Pourquoi avez-vous décidé de commencer le film par l’avortement ?

C’était les étapes sur le chemin de la vie. Je voulais vraiment faire le parcours de la vie. Quand Kristina Larsen m'a fait cette proposition, ça m'a énormément touchée. D’abord c’est rare qu'un producteur vous propose quelque chose d’intéressant. L’autre chose, c'est que j'avais un regret sur Les Bureaux de Dieu que j'ai fait sur le planning familial : j'avais vu ce médecin qui faisait aussi bien des suivis de grossesse que les avortements en délais dépassés. Malheureusement, je n'avais pas enregistré, ce n'était pas dans le film. C'était un gros regret pour moi.

Les femmes, c'est aussi bien d'avoir la contraception pour avoir une vie sexuelle libre, que d'avoir des enfants, que de ne pas en avoir, qu'avoir l'endométriose, que de vouloir avoir un enfant quand on a peur d'être un peu âgée, etc. Donc qu’il y ait eu cette idée de mettre tout ça dans un seul service, c’était magnifique. Quand j’avais accompagné Les Bureaux de Dieu  à Tours, il y avait un chef de service qui avait fait en sorte que toutes les pathologies gynécologiques soient ensemble – c’est formidable. Parce qu'à la différence de toutes les autres maladies qui touchent les hommes et les femmes, les pathologies gynécologiques touchent nos vies. C'est ça, la complexité.

C'est un portrait de la bienveillance hospitalière, globalement, mais vous avez quand même inclus la manifestation qui rend compte de violences gynécologiques.

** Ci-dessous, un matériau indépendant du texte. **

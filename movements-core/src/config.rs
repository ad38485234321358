//! Configuration for the movements ledger

use rust_decimal::Decimal;
use serde::{Deserialize, Serialize};
use std::path::PathBuf;

/// Ledger configuration
#[derive(Debug, Clone, Serialize, Deserialize)]
#[serde(default)]
pub struct Config {
    /// Service name
    pub service_name: String,

    /// Service version
    pub service_version: String,

    /// Movement rules
    pub ledger: LedgerConfig,

    /// Account writer configuration
    pub writers: WriterConfig,

    /// Payment leg retry configuration
    pub retry: RetryConfig,

    /// Storage configuration
    pub storage: StorageConfig,
}

impl Default for Config {
    fn default() -> Self {
        Self {
            service_name: "movements-core".to_string(),
            service_version: env!("CARGO_PKG_VERSION").to_string(),
            ledger: LedgerConfig::default(),
            writers: WriterConfig::default(),
            retry: RetryConfig::default(),
            storage: StorageConfig::default(),
        }
    }
}

/// Movement rules
#[derive(Debug, Clone, Serialize, Deserialize)]
#[serde(default)]
pub struct LedgerConfig {
    /// Display offset for `date`/`time` stamps (seconds east of UTC)
    pub display_utc_offset_secs: i32,

    /// Attempts at a fresh reference suffix before giving up
    pub reference_attempts: u32,

    /// Maximum decimal places accepted on an amount
    pub amount_scale: u32,

    /// Largest amount magnitude accepted on a single movement
    pub max_amount: Decimal,
}

impl Default for LedgerConfig {
    fn default() -> Self {
        Self {
            display_utc_offset_secs: -5 * 3600, // America/Bogota, no DST
            reference_attempts: 5,
            amount_scale: 2,
            max_amount: Decimal::new(1_000_000_000_000, 0),
        }
    }
}

/// Account writer configuration
#[derive(Debug, Clone, Serialize, Deserialize)]
#[serde(default)]
pub struct WriterConfig {
    /// Number of single-writer actors accounts are hashed onto
    pub shards: usize,

    /// Bounded mailbox capacity per writer
    pub mailbox_capacity: usize,
}

impl Default for WriterConfig {
    fn default() -> Self {
        Self {
            shards: 16,
            mailbox_capacity: 1000,
        }
    }
}

/// Payment leg retry configuration
#[derive(Debug, Clone, Serialize, Deserialize)]
#[serde(default)]
pub struct RetryConfig {
    /// Retries after the first attempt
    pub max_retries: u32,

    /// Delay before the first retry (milliseconds)
    pub initial_delay_ms: u64,

    /// Delay cap (milliseconds)
    pub max_delay_ms: u64,

    /// Growth factor between retries
    pub backoff_multiplier: f64,

    /// Relative jitter applied to each delay
    pub jitter_factor: f64,
}

impl Default for RetryConfig {
    fn default() -> Self {
        Self {
            max_retries: 5,
            initial_delay_ms: 50,
            max_delay_ms: 5_000,
            backoff_multiplier: 2.0,
            jitter_factor: 0.1,
        }
    }
}

/// Storage configuration
#[derive(Debug, Clone, Serialize, Deserialize)]
#[serde(default)]
pub struct StorageConfig {
    /// Data directory for RocksDB
    pub data_dir: PathBuf,

    /// Write buffer size (MB)
    pub write_buffer_size_mb: usize,

    /// Max background jobs (compaction + flush)
    pub max_background_jobs: i32,

    /// Enable statistics
    pub enable_statistics: bool,
}

impl Default for StorageConfig {
    fn default() -> Self {
        Self {
            data_dir: PathBuf::from("./data/movements"),
            write_buffer_size_mb: 64,
            max_background_jobs: 4,
            enable_statistics: false,
        }
    }
}

impl Config {
    /// Load from file
    pub fn from_file(path: impl AsRef<std::path::Path>) -> crate::Result<Self> {
        let content = std::fs::read_to_string(path)?;
        let config: Config = toml::from_str(&content)
            .map_err(|e| crate::Error::Config(format!("Failed to parse config: {}", e)))?;
        config.validate()?;
        Ok(config)
    }

    /// Load from environment variables
    pub fn from_env() -> crate::Result<Self> {
        let mut config = Config::default();

        if let Ok(data_dir) = std::env::var("MOVEMENTS_DATA_DIR") {
            config.storage.data_dir = PathBuf::from(data_dir);
        }

        if let Ok(shards) = std::env::var("MOVEMENTS_WRITER_SHARDS") {
            config.writers.shards = shards
                .parse()
                .map_err(|e| crate::Error::Config(format!("MOVEMENTS_WRITER_SHARDS: {}", e)))?;
        }

        if let Ok(offset) = std::env::var("MOVEMENTS_DISPLAY_UTC_OFFSET_SECS") {
            config.ledger.display_utc_offset_secs = offset.parse().map_err(|e| {
                crate::Error::Config(format!("MOVEMENTS_DISPLAY_UTC_OFFSET_SECS: {}", e))
            })?;
        }

        if let Ok(retries) = std::env::var("MOVEMENTS_MAX_RETRIES") {
            config.retry.max_retries = retries
                .parse()
                .map_err(|e| crate::Error::Config(format!("MOVEMENTS_MAX_RETRIES: {}", e)))?;
        }

        config.validate()?;
        Ok(config)
    }

    /// Reject settings the ledger cannot run with
    pub fn validate(&self) -> crate::Result<()> {
        if self.writers.shards == 0 {
            return Err(crate::Error::Config("writers.shards must be at least 1".into()));
        }
        if self.writers.mailbox_capacity == 0 {
            return Err(crate::Error::Config(
                "writers.mailbox_capacity must be at least 1".into(),
            ));
        }
        if self.ledger.reference_attempts == 0 {
            return Err(crate::Error::Config(
                "ledger.reference_attempts must be at least 1".into(),
            ));
        }
        if self.ledger.max_amount <= Decimal::ZERO {
            return Err(crate::Error::Config(
                "ledger.max_amount must be positive".into(),
            ));
        }
        if self.ledger.display_utc_offset_secs.abs() >= 86_400 {
            return Err(crate::Error::Config(format!(
                "ledger.display_utc_offset_secs out of range: {}",
                self.ledger.display_utc_offset_secs
            )));
        }
        Ok(())
    }
}
//! Balance evaluation
//!
//! Balances are never stored. They are recomputed from the movements on
//! record every time, as a pure sum over an explicit snapshot.

use crate::store::MovementStore;
use crate::types::{AccountId, CustomerId, Movement};
use crate::{Error, Result};
use rust_decimal::Decimal;
use std::sync::Arc;

/// Sum of signed amounts. Order-independent; empty is zero.
///
/// `None` if the running total leaves the `Decimal` range.
pub fn sum_amounts<'a>(movements: impl IntoIterator<Item = &'a Movement>) -> Option<Decimal> {
    movements
        .into_iter()
        .try_fold(Decimal::ZERO, |acc, movement| acc.checked_add(movement.amount))
}

/// Computes current balances from the store
pub struct BalanceEvaluator<S> {
    store: Arc<S>,
}

impl<S> Clone for BalanceEvaluator<S> {
    fn clone(&self) -> Self {
        Self {
            store: Arc::clone(&self.store),
        }
    }
}

impl<S> std::fmt::Debug for BalanceEvaluator<S> {
    fn fmt(&self, f: &mut std::fmt::Formatter<'_>) -> std::fmt::Result {
        f.debug_struct("BalanceEvaluator").finish_non_exhaustive()
    }
}

impl<S: MovementStore> BalanceEvaluator<S> {
    /// Create new evaluator
    pub fn new(store: Arc<S>) -> Self {
        Self { store }
    }

    /// Current balance of `account`, optionally scoped to one customer
    pub async fn current_balance(
        &self,
        account: &AccountId,
        customer: Option<&CustomerId>,
    ) -> Result<Decimal> {
        let movements = match customer {
            Some(customer) => {
                self.store
                    .find_by_customer_and_account(customer, account)
                    .await?
            }
            None => self.store.find_by_account(account).await?,
        };

        sum_amounts(&movements)
            .ok_or_else(|| Error::Overflow(format!("balance of account {} out of range", account)))
    }
}

#[cfg(test)]
mod tests {
    use super::*;
    use crate::store::InMemoryStore;
    use crate::types::{Concept, MovementType};
    use uuid::Uuid;

    fn movement(customer: &str, account: &str, cents: i64) -> Movement {
        let movement_type = if cents < 0 {
            MovementType::Charge
        } else {
            MovementType::Payment
        };
        Movement {
            id: Uuid::now_v7(),
            reference: format!("{}-{}", customer, Uuid::now_v7()),
            customer: CustomerId::new(customer),
            account: AccountId::new(account),
            transfer_customer: None,
            transfer_account: None,
            concept: Concept::Deposit,
            movement_type,
            amount: Decimal::new(cents, 2),
            date: "01-01-2024".to_string(),
            time: "10:00:00".to_string(),
            observations: String::new(),
            correct: true,
            transfer_id: None,
        }
    }

    #[test]
    fn test_sum_is_exact() {
        // 0.10 added a thousand times is exactly 100.00
        let movements: Vec<Movement> = (0..1000).map(|_| movement("C-1", "A-1", 10)).collect();
        assert_eq!(sum_amounts(&movements), Some(Decimal::new(10000, 2)));
        assert_eq!(sum_amounts(&Vec::new()), Some(Decimal::ZERO));
    }

    #[test]
    fn test_sum_out_of_range() {
        let mut big = movement("C-1", "A-1", 1);
        big.amount = Decimal::MAX;
        let movements = vec![big.clone(), big];
        assert_eq!(sum_amounts(&movements), None);
    }

    #[tokio::test]
    async fn test_current_balance() {
        let store = Arc::new(InMemoryStore::new());
        store.append(movement("C-1", "A-1", 10000)).await.unwrap();
        store.append(movement("C-1", "A-1", -3000)).await.unwrap();
        store.append(movement("C-2", "A-1", 500)).await.unwrap();
        store.append(movement("C-1", "A-2", 999)).await.unwrap();

        let evaluator = BalanceEvaluator::new(store);
        let account = AccountId::new("A-1");

        assert_eq!(
            evaluator.current_balance(&account, None).await.unwrap(),
            Decimal::new(7500, 2)
        );
        assert_eq!(
            evaluator
                .current_balance(&account, Some(&CustomerId::new("C-1")))
                .await
                .unwrap(),
            Decimal::new(7000, 2)
        );
        assert_eq!(
            evaluator
                .current_balance(&AccountId::new("A-9"), None)
                .await
                .unwrap(),
            Decimal::ZERO
        );
    }
}
//! Static sample listings served when live extraction is unavailable.

use crate::models::RawListing;

/// Hand-authored regional listings with every field populated. Pure and
/// deterministic; the last line of defense behind the cache.
pub fn fallback_listings() -> Vec<RawListing> {
    vec![
        RawListing {
            address: "245 Lakefront Dr, McHenry, MD 21541".to_string(),
            price: 749_900,
            bedrooms: 4,
            bathrooms: "3.5".to_string(),
            sqft: Some(3200),
            description: "Stunning lakefront home with private dock and panoramic Deep Creek Lake views.".to_string(),
            features: vec![
                "lake-access".to_string(),
                "mountain-views".to_string(),
                "private-dock".to_string(),
            ],
            mls_number: Some("MDGA2101245".to_string()),
            listing_url: Some("https://www.railey.com/listing/MDGA2101245".to_string()),
            image_url: "https://images.unsplash.com/photo-1506744038136-46273834b3fb?w=800".to_string(),
        },
        RawListing {
            address: "1567 Wisp Mountain Rd, McHenry, MD 21541".to_string(),
            price: 529_000,
            bedrooms: 3,
            bathrooms: "2.5".to_string(),
            sqft: Some(2400),
            description: "Ski-in chalet minutes from the Wisp Resort lifts, sold furnished.".to_string(),
            features: vec![
                "ski-access".to_string(),
                "resort-area".to_string(),
                "furnished".to_string(),
            ],
            mls_number: Some("MDGA2101567".to_string()),
            listing_url: Some("https://www.railey.com/listing/MDGA2101567".to_string()),
            image_url: "https://images.unsplash.com/photo-1551524164-687a55dd1126?w=800".to_string(),
        },
        RawListing {
            address: "88 Marsh Hill Rd, Oakland, MD 21550".to_string(),
            price: 385_000,
            bedrooms: 3,
            bathrooms: "2".to_string(),
            sqft: Some(1850),
            description: "Updated rancher on a wooded acre near Garrett County trail heads.".to_string(),
            features: vec![
                "garrett-county".to_string(),
                "mountain-location".to_string(),
                "wooded-lot".to_string(),
            ],
            mls_number: Some("MDGA2100088".to_string()),
            listing_url: Some("https://www.railey.com/listing/MDGA2100088".to_string()),
            image_url: "https://images.unsplash.com/photo-1449844908441-8829872d2607?w=800".to_string(),
        },
        RawListing {
            address: "910 Glendale Rd, Swanton, MD 21561".to_string(),
            price: 899_500,
            bedrooms: 5,
            bathrooms: "4.5".to_string(),
            sqft: Some(4100),
            description: "Luxury timber-frame estate with lake access, stone fireplace and guest suite.".to_string(),
            features: vec![
                "lake-access".to_string(),
                "luxury-estate".to_string(),
                "premium".to_string(),
            ],
            mls_number: Some("MDGA2100910".to_string()),
            listing_url: Some("https://www.railey.com/listing/MDGA2100910".to_string()),
            image_url: "https://images.unsplash.com/photo-1600596542815-ffad4c1539a9?w=800".to_string(),
        },
        RawListing {
            address: "37 Sang Run Rd, Friendsville, MD 21531".to_string(),
            price: 264_900,
            bedrooms: 2,
            bathrooms: "1".to_string(),
            sqft: Some(1100),
            description: "Cozy cabin close to the Youghiogheny River, ideal starter or rental.".to_string(),
            features: vec![
                "mountain-location".to_string(),
                "natural-setting".to_string(),
            ],
            mls_number: Some("MDGA2100037".to_string()),
            listing_url: Some("https://www.railey.com/listing/MDGA2100037".to_string()),
            image_url: "https://images.unsplash.com/photo-1518780664697-55e3ad937233?w=800".to_string(),
        },
        RawListing {
            address: "422 Rock Lodge Rd, McHenry, MD 21541".to_string(),
            price: 615_000,
            bedrooms: 4,
            bathrooms: "3".to_string(),
            sqft: Some(2750),
            description: "Spacious lodge-style home with deck overlooking Deep Creek Lake cove.".to_string(),
            features: vec![
                "lake-access".to_string(),
                "spacious".to_string(),
                "premium".to_string(),
            ],
            mls_number: Some("MDGA2100422".to_string()),
            listing_url: Some("https://www.railey.com/listing/MDGA2100422".to_string()),
            image_url: "https://images.unsplash.com/photo-1506744038136-46273834b3fb?w=800".to_string(),
        },
    ]
}

#[cfg(test)]
mod tests {
    use super::*;

    #[test]
    fn fallback_is_never_empty() {
        assert!(fallback_listings().len() >= 5);
    }

    #[test]
    fn fallback_entries_are_complete() {
        for listing in fallback_listings() {
            assert!(!listing.address.is_empty());
            assert!(listing.price > 0);
            assert!(!listing.bathrooms.is_empty());
            assert!(listing.sqft.is_some());
            assert!(!listing.description.is_empty());
            assert!(!listing.features.is_empty());
            assert!(listing.mls_number.is_some());
            assert!(listing.listing_url.is_some());
            assert!(!listing.image_url.is_empty());
        }
    }

    #[test]
    fn fallback_is_deterministic() {
        assert_eq!(fallback_listings(), fallback_listings());
    }
}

Le médecin que j’ai filmé deux fois opérant avec les robots et enseignant est le professeur Émile Daraï. Ça aussi, c'est arrivé en cours de tournage, mais ce n'était pas mon sujet. Vous imaginez bien que ça n’allait pas arriver, que je filme une consultation avec une maltraitance. Mais je trouvais que c’était important de dire que ces femmes manifestent. D'abord, je me suis engagée auprès de l'AP-HP à ce qu’il n'y ait pas de nom dans le film, ni de patientes ni de médecins ; et c’était tout à fait normal que je rende compte de ça aussi. Parce que ce qu'elles demandent est juste. Ce médecin est un génie, hein ! C'est grâce à lui qu'on soigne l’endométriose en gros.

Pour ne pas être trop intrusive, vous avez tourné avec une seule caméra ?

Oui, bien sûr. Mais moi je tourne toujours avec une seule caméra parce que c'est mon regard. J’essaie de raconter ce que je vois : ce que c’est d'être entre la patiente et le médecin.